Surprised and rejoiced thus far at the unanticipated newness, and the sweet lucidness and simplicity of Isabel's narrating, as compared with the obscure and marvelous revelations of the night before, and all eager for her to continue her story in the same limpid manner, but remembering into what a wholly tumultuous and unearthly frame of mind the melodies of her guitar had formerly thrown him; Pierre now, in handing the instrument to Isabel, could not entirely restrain something like a look of half-regret, accompanied rather strangely with a half-smile of gentle humor. It did not pass unnoticed by his sister, who receiving the guitar, looked up into his face with an expression which would almost have been arch and playful, were it not for the ever-abiding shadows cast from her infinite hair into her unfathomed eyes, and redoubledly shot back again from them.
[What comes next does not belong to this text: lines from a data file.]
//! Graph view over a finished resolution, for display and install planning.

use std::collections::{HashMap, HashSet};
use std::sync::Arc;

use pantry_core::artifact::CachedArtifact;
use pantry_core::constraint::Constraint;
use petgraph::algo::tarjan_scc;
use petgraph::graph::{DiGraph, NodeIndex};
use petgraph::visit::EdgeRef;
use petgraph::Direction;

/// Resolved artifacts linked by the constraints they declared on each other.
pub struct ResolvedGraph {
    graph: DiGraph<Arc<CachedArtifact>, Constraint>,
    /// Lookup from artifact name to node index.
    index: HashMap<String, NodeIndex>,
    roots: Vec<NodeIndex>,
}

impl ResolvedGraph {
    /// Build from a resolved artifact set. Each dependency edge points at the
    /// artifact chosen for that name; dependencies outside the set are left out.
    pub fn build(artifacts: &[Arc<CachedArtifact>], roots: &[&str]) -> Self {
        let mut graph = DiGraph::new();
        let mut index = HashMap::new();

        let mut sorted: Vec<&Arc<CachedArtifact>> = artifacts.iter().collect();
        sorted.sort();
        for artifact in sorted {
            if index.contains_key(artifact.name()) {
                continue;
            }
            let idx = graph.add_node(Arc::clone(artifact));
            index.insert(artifact.name().to_string(), idx);
        }

        let nodes: Vec<NodeIndex> = graph.node_indices().collect();
        for from in nodes {
            let deps: Vec<(NodeIndex, Constraint)> = graph[from]
                .dependencies()
                .iter()
                .filter_map(|(name, constraint)| Some((*index.get(name)?, constraint.clone())))
                .collect();
            for (to, constraint) in deps {
                graph.add_edge(from, to, constraint);
            }
        }

        let roots = roots
            .iter()
            .filter_map(|name| index.get(*name).copied())
            .collect();

        Self {
            graph,
            index,
            roots,
        }
    }

    pub fn find(&self, name: &str) -> Option<NodeIndex> {
        self.index.get(name).copied()
    }

    pub fn node(&self, idx: NodeIndex) -> &Arc<CachedArtifact> {
        &self.graph[idx]
    }

    /// Direct dependencies of a node, ordered by name.
    pub fn dependencies_of(&self, idx: NodeIndex) -> Vec<(NodeIndex, &Constraint)> {
        self.sorted_edges(idx, Direction::Outgoing)
    }

    /// Reverse dependencies (who depends on this node), ordered by name.
    pub fn dependents_of(&self, idx: NodeIndex) -> Vec<(NodeIndex, &Constraint)> {
        self.sorted_edges(idx, Direction::Incoming)
    }

    fn sorted_edges(&self, idx: NodeIndex, dir: Direction) -> Vec<(NodeIndex, &Constraint)> {
        let mut edges: Vec<(NodeIndex, &Constraint)> = self
            .graph
            .edges_directed(idx, dir)
            .map(|e| {
                let other = match dir {
                    Direction::Outgoing => e.target(),
                    Direction::Incoming => e.source(),
                };
                (other, e.weight())
            })
            .collect();
        edges.sort_by(|a, b| self.graph[a.0].name().cmp(self.graph[b.0].name()));
        edges
    }

    /// Render each root and its dependencies as a tree.
    pub fn print_tree(&self, max_depth: Option<usize>) -> String {
        let mut output = String::new();
        let mut visited = HashSet::new();
        for &root in &self.roots {
            output.push_str(&format!("{}\n", self.graph[root]));
            visited.insert(root);
            let deps = self.dependencies_of(root);
            let count = deps.len();
            for (i, (idx, constraint)) in deps.iter().enumerate() {
                let is_last = i == count - 1;
                self.print_subtree(
                    &mut output,
                    *idx,
                    constraint,
                    "",
                    is_last,
                    1,
                    max_depth,
                    &mut visited,
                );
            }
            visited.remove(&root);
        }
        output
    }

    #[allow(clippy::too_many_arguments)]
    fn print_subtree(
        &self,
        output: &mut String,
        idx: NodeIndex,
        constraint: &Constraint,
        prefix: &str,
        is_last: bool,
        depth: usize,
        max_depth: Option<usize>,
        visited: &mut HashSet<NodeIndex>,
    ) {
        let connector = if is_last { "└── " } else { "├── " };
        let node = &self.graph[idx];
        output.push_str(&format!("{prefix}{connector}{node} [{constraint}]\n"));

        if max_depth.is_some_and(|max| depth >= max) {
            return;
        }
        if !visited.insert(idx) {
            return;
        }

        let child_prefix = format!("{prefix}{}", if is_last { "    " } else { "│   " });
        let deps = self.dependencies_of(idx);
        let count = deps.len();
        for (i, (child, child_constraint)) in deps.iter().enumerate() {
            self.print_subtree(
                output,
                *child,
                child_constraint,
                &child_prefix,
                i == count - 1,
                depth + 1,
                max_depth,
                visited,
            );
        }

        visited.remove(&idx);
    }

    /// The first path from a root to `name`, trying roots in order.
    pub fn find_path(&self, name: &str) -> Option<Vec<&Arc<CachedArtifact>>> {
        let target = self.find(name)?;
        for &root in &self.roots {
            let mut path = Vec::new();
            let mut visited = HashSet::new();
            if self.dfs_path(root, target, &mut path, &mut visited) {
                return Some(path.iter().map(|&idx| &self.graph[idx]).collect());
            }
        }
        None
    }

    fn dfs_path(
        &self,
        current: NodeIndex,
        target: NodeIndex,
        path: &mut Vec<NodeIndex>,
        visited: &mut HashSet<NodeIndex>,
    ) -> bool {
        path.push(current);
        if current == target {
            return true;
        }
        if !visited.insert(current) {
            path.pop();
            return false;
        }
        for (next, _) in self.dependencies_of(current) {
            if self.dfs_path(next, target, path, visited) {
                return true;
            }
        }
        path.pop();
        false
    }

    /// Every artifact with its dependencies before it. Members of a dependency
    /// cycle are adjacent, ordered by name.
    pub fn install_order(&self) -> Vec<&Arc<CachedArtifact>> {
        tarjan_scc(&self.graph)
            .into_iter()
            .flat_map(|mut component| {
                component.sort_by(|a, b| self.graph[*a].name().cmp(self.graph[*b].name()));
                component
            })
            .map(|idx| &self.graph[idx])
            .collect()
    }

    pub fn len(&self) -> usize {
        self.graph.node_count()
    }

    pub fn is_empty(&self) -> bool {
        self.len() == 0
    }
}

#[cfg(test)]
mod tests {
    use std::collections::BTreeMap;

    use pantry_core::constraint::Version;

    use super::*;

    fn artifact(name: &str, version: &str, deps: &[(&str, &str)]) -> Arc<CachedArtifact> {
        let deps: BTreeMap<String, Constraint> = deps
            .iter()
            .map(|(n, c)| (n.to_string(), Constraint::parse(c).unwrap()))
            .collect();
        Arc::new(CachedArtifact::new(name, Version::parse(version).unwrap(), deps))
    }

    fn names(artifacts: &[&Arc<CachedArtifact>]) -> Vec<String> {
        artifacts.iter().map(|a| a.name().to_string()).collect()
    }

    fn sample() -> ResolvedGraph {
        ResolvedGraph::build(
            &[
                artifact("app", "1.0", &[("web", "~> 2.0"), ("db", ">= 1.0")]),
                artifact("web", "2.1", &[("ssl", ">= 1.0")]),
                artifact("db", "1.3", &[("ssl", "~> 1.2")]),
                artifact("ssl", "1.2.5", &[]),
            ],
            &["app"],
        )
    }

    #[test]
    fn build_and_find() {
        let g = sample();
        assert_eq!(g.len(), 4);
        let web = g.find("web").unwrap();
        assert_eq!(g.node(web).version(), &Version::new(2, 1, 0));
        assert!(g.find("missing").is_none());
    }

    #[test]
    fn dependencies_and_dependents_are_sorted() {
        let g = sample();
        let app = g.find("app").unwrap();
        let deps: Vec<&str> = g
            .dependencies_of(app)
            .iter()
            .map(|(idx, _)| g.node(*idx).name())
            .collect();
        assert_eq!(deps, vec!["db", "web"]);

        let ssl = g.find("ssl").unwrap();
        let dependents: Vec<&str> = g
            .dependents_of(ssl)
            .iter()
            .map(|(idx, _)| g.node(*idx).name())
            .collect();
        assert_eq!(dependents, vec!["db", "web"]);
    }

    #[test]
    fn tree_printing() {
        let tree = sample().print_tree(None);
        let expected = "\
app (1.0.0)
├── db (1.3.0) [>= 1.0]
│   └── ssl (1.2.5) [~> 1.2]
└── web (2.1.0) [~> 2.0]
    └── ssl (1.2.5) [>= 1.0]
";
        assert_eq!(tree, expected);
    }

    #[test]
    fn tree_respects_max_depth() {
        let tree = sample().print_tree(Some(1));
        assert!(tree.contains("db (1.3.0)"));
        assert!(!tree.contains("ssl"));
    }

    #[test]
    fn tree_terminates_on_cycles() {
        let g = ResolvedGraph::build(
            &[
                artifact("a", "1.0", &[("b", ">= 0")]),
                artifact("b", "1.0", &[("a", ">= 0")]),
            ],
            &["a"],
        );
        let tree = g.print_tree(None);
        assert_eq!(tree.lines().count(), 3);
    }

    #[test]
    fn find_path_from_root() {
        let g = sample();
        let path = g.find_path("ssl").unwrap();
        assert_eq!(names(&path), vec!["app", "db", "ssl"]);
        assert!(g.find_path("missing").is_none());
    }

    #[test]
    fn find_path_unreachable_from_roots() {
        let g = ResolvedGraph::build(
            &[artifact("app", "1.0", &[]), artifact("lone", "1.0", &[])],
            &["app"],
        );
        assert!(g.find_path("lone").is_none());
    }

    #[test]
    fn install_order_puts_dependencies_first() {
        let g = sample();
        let order = names(&g.install_order());
        let pos = |name: &str| order.iter().position(|n| n == name).unwrap();
        assert_eq!(order.len(), 4);
        assert!(pos("ssl") < pos("db"));
        assert!(pos("ssl") < pos("web"));
        assert!(pos("db") < pos("app"));
        assert!(pos("web") < pos("app"));
    }

    #[test]
    fn install_order_keeps_cycles_together() {
        let g = ResolvedGraph::build(
            &[
                artifact("app", "1.0", &[("b", ">= 0")]),
                artifact("a", "1.0", &[("b", ">= 0")]),
                artifact("b", "1.0", &[("a", ">= 0")]),
            ],
            &["app"],
        );
        let order = names(&g.install_order());
        assert_eq!(order, vec!["a", "b", "app"]);
    }
}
"Do not be alarmed, my brother; and do not smile at me; I am not going to play the Mystery of Isabel to thee to-night. Draw nearer to me now. Hold the light near to me."
So saying she loosened some ivory screws of the guitar, so as to open a peep lengthwise through its interior.
"Now hold it thus, my brother; thus; and see what thou wilt see; but wait one instant till I hold the lamp." So saying, as Pierre held the instrument before him as directed, Isabel held the lamp so as to cast its light through the round sounding-hole into the heart of the guitar.
"Now, Pierre, now."
Eagerly Pierre did as he was bid; but somehow felt disappointed, and yet surprised at what he saw. He saw the word Isabel, quite legibly but still fadedly gilded upon a part of one side of the interior, where it made a projecting curve.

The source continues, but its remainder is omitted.